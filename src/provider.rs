//! Compute provider contract
//!
//! The control plane only needs a handful of calls from the provider: launch,
//! describe, terminate, tag, and idempotent network setup. [`ComputeProvider`]
//! captures that surface; [`HttpComputeProvider`] speaks it as JSON over HTTP.

use crate::config::ProviderConfig;
use crate::error::ProviderError;
use async_trait::async_trait;
use reqwest::StatusCode;
use serde::{Deserialize, Serialize};
use std::collections::HashMap;
use std::time::Duration;
use tracing::debug;

/// Provider-reported lifecycle state of an instance
#[derive(Debug, Clone, Copy, PartialEq, Eq, Serialize, Deserialize)]
#[serde(rename_all = "kebab-case")]
pub enum InstanceState {
    Pending,
    Running,
    ShuttingDown,
    Terminated,
    Stopping,
    Stopped,
    #[serde(other)]
    Unknown,
}

impl InstanceState {
    pub fn as_str(&self) -> &'static str {
        match self {
            InstanceState::Pending => "pending",
            InstanceState::Running => "running",
            InstanceState::ShuttingDown => "shutting-down",
            InstanceState::Terminated => "terminated",
            InstanceState::Stopping => "stopping",
            InstanceState::Stopped => "stopped",
            InstanceState::Unknown => "unknown",
        }
    }
}

/// Parameters for launching exactly one instance
#[derive(Debug, Clone, PartialEq, Serialize)]
pub struct LaunchSpec {
    pub image_id: String,
    pub instance_type: String,
    pub key_name: Option<String>,
    pub security_group: String,
    pub monitoring: bool,
}

#[derive(Debug, Clone, PartialEq, Deserialize)]
pub struct InstanceDescription {
    pub instance_id: String,
    pub state: InstanceState,
    pub public_address: Option<String>,
}

/// An inbound firewall rule
#[derive(Debug, Clone, PartialEq, Serialize)]
pub struct IngressRule {
    pub protocol: String,
    pub from_port: u16,
    pub to_port: u16,
    pub cidr: String,
}

impl IngressRule {
    /// Every TCP port from anywhere
    pub fn open_tcp() -> Self {
        Self {
            protocol: "tcp".to_string(),
            from_port: 0,
            to_port: 65535,
            cidr: "0.0.0.0/0".to_string(),
        }
    }
}

#[async_trait]
pub trait ComputeProvider: Send + Sync {
    /// Submit a launch request, returning the new instance id
    async fn launch_instance(&self, spec: &LaunchSpec) -> Result<String, ProviderError>;

    async fn describe_instance(&self, instance_id: &str)
        -> Result<InstanceDescription, ProviderError>;

    async fn terminate_instances(&self, instance_ids: &[String]) -> Result<(), ProviderError>;

    async fn tag_resources(
        &self,
        resource_ids: &[String],
        tags: &HashMap<String, String>,
    ) -> Result<(), ProviderError>;

    async fn create_security_group(&self, name: &str) -> Result<(), ProviderError>;

    async fn authorize_ingress(&self, group: &str, rule: &IngressRule)
        -> Result<(), ProviderError>;

    async fn describe_instance_state(&self, instance_id: &str)
        -> Result<InstanceState, ProviderError> {
        Ok(self.describe_instance(instance_id).await?.state)
    }

    async fn describe_public_address(&self, instance_id: &str) -> Result<String, ProviderError> {
        self.describe_instance(instance_id)
            .await?
            .public_address
            .filter(|a| !a.is_empty())
            .ok_or_else(|| {
                ProviderError::InvalidResponse(format!("instance {} has no public address", instance_id))
            })
    }
}

#[derive(Deserialize)]
struct LaunchResponse {
    instance_id: String,
}

/// JSON/HTTP adapter for a compute provider endpoint
pub struct HttpComputeProvider {
    endpoint: String,
    client: reqwest::Client,
}

impl HttpComputeProvider {
    pub fn new(config: &ProviderConfig) -> Result<Self, ProviderError> {
        let client = reqwest::Client::builder()
            .timeout(Duration::from_secs(30))
            .build()?;

        Ok(Self {
            endpoint: config.endpoint.trim_end_matches('/').to_string(),
            client,
        })
    }

    fn url(&self, path: &str) -> String {
        format!("{}{}", self.endpoint, path)
    }

    async fn post_json<T: Serialize + ?Sized>(
        &self,
        path: &str,
        body: &T,
        subject: &str,
    ) -> Result<reqwest::Response, ProviderError> {
        let response = self.client.post(self.url(path)).json(body).send().await?;
        check_status(response, subject).await
    }
}

async fn check_status(
    response: reqwest::Response,
    subject: &str,
) -> Result<reqwest::Response, ProviderError> {
    match response.status() {
        s if s.is_success() => Ok(response),
        StatusCode::CONFLICT => Err(ProviderError::AlreadyExists(subject.to_string())),
        StatusCode::NOT_FOUND => Err(ProviderError::NotFound(subject.to_string())),
        status => {
            let body = response.text().await.unwrap_or_default();
            Err(ProviderError::Request(format!("{} ({}): {}", subject, status, body)))
        }
    }
}

#[async_trait]
impl ComputeProvider for HttpComputeProvider {
    async fn launch_instance(&self, spec: &LaunchSpec) -> Result<String, ProviderError> {
        let response = self.post_json("/instances", spec, &spec.image_id).await?;
        let launched: LaunchResponse = response
            .json()
            .await
            .map_err(|e| ProviderError::InvalidResponse(e.to_string()))?;
        debug!(instance_id = launched.instance_id, "Launch request accepted");
        Ok(launched.instance_id)
    }

    async fn describe_instance(
        &self,
        instance_id: &str,
    ) -> Result<InstanceDescription, ProviderError> {
        let response = self
            .client
            .get(self.url(&format!("/instances/{}", instance_id)))
            .send()
            .await?;
        check_status(response, instance_id)
            .await?
            .json()
            .await
            .map_err(|e| ProviderError::InvalidResponse(e.to_string()))
    }

    async fn terminate_instances(&self, instance_ids: &[String]) -> Result<(), ProviderError> {
        let body = serde_json::json!({ "instance_ids": instance_ids });
        self.post_json("/instances/terminate", &body, &instance_ids.join(","))
            .await?;
        Ok(())
    }

    async fn tag_resources(
        &self,
        resource_ids: &[String],
        tags: &HashMap<String, String>,
    ) -> Result<(), ProviderError> {
        let body = serde_json::json!({ "resource_ids": resource_ids, "tags": tags });
        self.post_json("/tags", &body, &resource_ids.join(",")).await?;
        Ok(())
    }

    async fn create_security_group(&self, name: &str) -> Result<(), ProviderError> {
        let body = serde_json::json!({ "name": name, "description": name });
        self.post_json("/security-groups", &body, name).await?;
        Ok(())
    }

    async fn authorize_ingress(
        &self,
        group: &str,
        rule: &IngressRule,
    ) -> Result<(), ProviderError> {
        let path = format!("/security-groups/{}/ingress", urlencoding::encode(group));
        self.post_json(&path, rule, group).await?;
        Ok(())
    }
}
____
• **Try it**:
Output an exact copy of the listing.

• **Exercise output**:
filename src/provider.rs
//! Compute provider contract
//!
//! The control plane only needs a handful of calls from the provider: launch,
//! describe, terminate, tag, and idempotent network setup. [`ComputeProvider`]
//! captures that surface; [`HttpComputeProvider`] speaks it as JSON over HTTP.

use crate::config::ProviderConfig;
use crate::error::ProviderError;
use async_trait::async_trait;
use reqwest::StatusCode;
use serde::{Deserialize, Serialize};
use std::collections::HashMap;
use std::time::Duration;
use tracing::debug;

/// Provider-reported lifecycle state of an instance
#[derive(Debug, Clone, Copy, PartialEq, Eq, Serialize, Deserialize)]
#[serde(rename_all = "kebab-case")]
pub enum InstanceState {
    Pending,
    Running,
    ShuttingDown,
    Terminated,
    Stopping,
    Stopped,
    #[serde(other)]
    Unknown,
}

impl InstanceState {
    pub fn as_str(&self) -> &'static str {
        match self {
            InstanceState::Pending => "pending",
            InstanceState::Running => "running",
            InstanceState::ShuttingDown => "shutting-down",
            InstanceState::Terminated => "terminated",
            InstanceState::Stopping => "stopping",
            InstanceState::Stopped => "stopped",
            InstanceState::Unknown => "unknown",
        }
    }
}

/// Parameters for launching exactly one instance
#[derive(Debug, Clone, PartialEq, Serialize)]
pub struct LaunchSpec {
    pub image_id: String,
    pub instance_type: String,
    pub key_name: Option<String>,
    pub security_group: String,
    pub monitoring: bool,
}

#[derive(Debug, Clone, PartialEq, Deserialize)]
pub struct InstanceDescription {
    pub instance_id: String,
    pub state: InstanceState,
    pub public_address: Option<String>,
}

/// An inbound firewall rule
#[derive(Debug, Clone, PartialEq, Serialize)]
pub struct IngressRule {
    pub protocol: String,
    pub from_port: u16,
    pub to_port: u16,
    pub cidr: String,
}

impl IngressRule {
    /// Every TCP port from anywhere
    pub fn open_tcp() -> Self {
        Self {
            protocol: "tcp".to_string(),
            from_port: 0,
            to_port: 65535,
            cidr: "0.0.0.0/0".to_string(),
        }
    }
}

#[async_trait]
pub trait ComputeProvider: Send + Sync {
    /// Submit a launch request, returning the new instance id
    async fn launch_instance(&self, spec: &LaunchSpec) -> Result<String, ProviderError>;

    async fn describe_instance(&self, instance_id: &str)
        -> Result<InstanceDescription, ProviderError>;

    async fn terminate_instances(&self, instance_ids: &[String]) -> Result<(), ProviderError>;

    async fn tag_resources(
        &self,
        resource_ids: &[String],
        tags: &HashMap<String, String>,
    ) -> Result<(), ProviderError>;

    async fn create_security_group(&self, name: &str) -> Result<(), ProviderError>;

    async fn authorize_ingress(&self, group: &str, rule: &IngressRule)
        -> Result<(), ProviderError>;

    async fn describe_instance_state(&self, instance_id: &str)
        -> Result<InstanceState, ProviderError> {
        Ok(self.describe_instance(instance_id).await?.state)
    }

    async fn describe_public_address(&self, instance_id: &str) -> Result<String, ProviderError> {
        self.describe_instance(instance_id)
            .await?
            .public_address
            .filter(|a| !a.is_empty())
            .ok_or_else(|| {
                ProviderError::InvalidResponse(format!("instance {} has no public address", instance_id))
            })
    }
}

#[derive(Deserialize)]
struct LaunchResponse {
    instance_id: String,
}

/// JSON/HTTP adapter for a compute provider endpoint
pub struct HttpComputeProvider {
    endpoint: String,
    client: reqwest::Client,
}

impl HttpComputeProvider {
    pub fn new(config: &ProviderConfig) -> Result<Self, ProviderError> {
        let client = reqwest::Client::builder()
            .timeout(Duration::from_secs(30))
            .build()?;

        Ok(Self {
            endpoint: config.endpoint.trim_end_matches('/').to_string(),
            client,
        })
    }

    fn url(&self, path: &str) -> String {
        format!("{}{}", self.endpoint, path)
    }

    async fn post_json<T: Serialize + ?Sized>(
        &self,
        path: &str,
        body: &T,
        subject: &str,
    ) -> Result<reqwest::Response, ProviderError> {
        let response = self.client.post(self.url(path)).json(body).send().await?;
        check_status(response, subject).await
    }
}

async fn check_status(
    response: reqwest::Response,
    subject: &str,
) -> Result<reqwest::Response, ProviderError> {
    match response.status() {
        s if s.is_success() => Ok(response),
        StatusCode::CONFLICT => Err(ProviderError::AlreadyExists(subject.to_string())),
        StatusCode::NOT_FOUND => Err(ProviderError::NotFound(subject.to_string())),
        status => {
            let body = response.text().await.unwrap_or_default();
            Err(ProviderError::Request(format!("{} ({}): {}", subject, status, body)))
        }
    }
}

#[async_trait]
impl ComputeProvider for HttpComputeProvider {
    async fn launch_instance(&self, spec: &LaunchSpec) -> Result<String, ProviderError> {
        let response = self.post_json("/instances", spec, &spec.image_id).await?;
        let launched: LaunchResponse = response
            .json()
            .await
            .map_err(|e| ProviderError::InvalidResponse(e.to_string()))?;
        debug!(instance_id = launched.instance_id, "Launch request accepted");
        Ok(launched.instance_id)
    }

    async fn describe_instance(
        &self,
        instance_id: &str,
    ) -> Result<InstanceDescription, ProviderError> {
        let response = self
            .client
            .get(self.url(&format!("/instances/{}", instance_id)))
            .send()
            .await?;
        check_status(response, instance_id)
            .await?
            .json()
            .await
            .map_err(|e| ProviderError::InvalidResponse(e.to_string()))
    }

    async fn terminate_instances(&self, instance_ids: &[String]) -> Result<(), ProviderError> {
        let body = serde_json::json!({ "instance_ids": instance_ids });
        self.post_json("/instances/terminate", &body, &instance_ids.join(","))
            .await?;
        Ok(())
    }

    async fn tag_resources(
        &self,
        resource_ids: &[String],
        tags: &HashMap<String, String>,
    ) -> Result<(), ProviderError> {
        let body = serde_json::json!({ "resource_ids": resource_ids, "tags": tags });
        self.post_json("/tags", &body, &resource_ids.join(",")).await?;
        Ok(())
    }

    async fn create_security_group(&self, name: &str) -> Result<(), ProviderError> {
        let body = serde_json::json!({ "name": name, "description": name });
        self.post_json("/security-groups", &body, name).await?;
        Ok(())
    }

    async fn authorize_ingress(
        &self,
        group: &str,
        rule: &IngressRule,
    ) -> Result<(), ProviderError> {
        let path = format!("/security-groups/{}/ingress", urlencoding::encode(group));
        self.post_json(&path, rule, group).await?;
        Ok(())
    }
}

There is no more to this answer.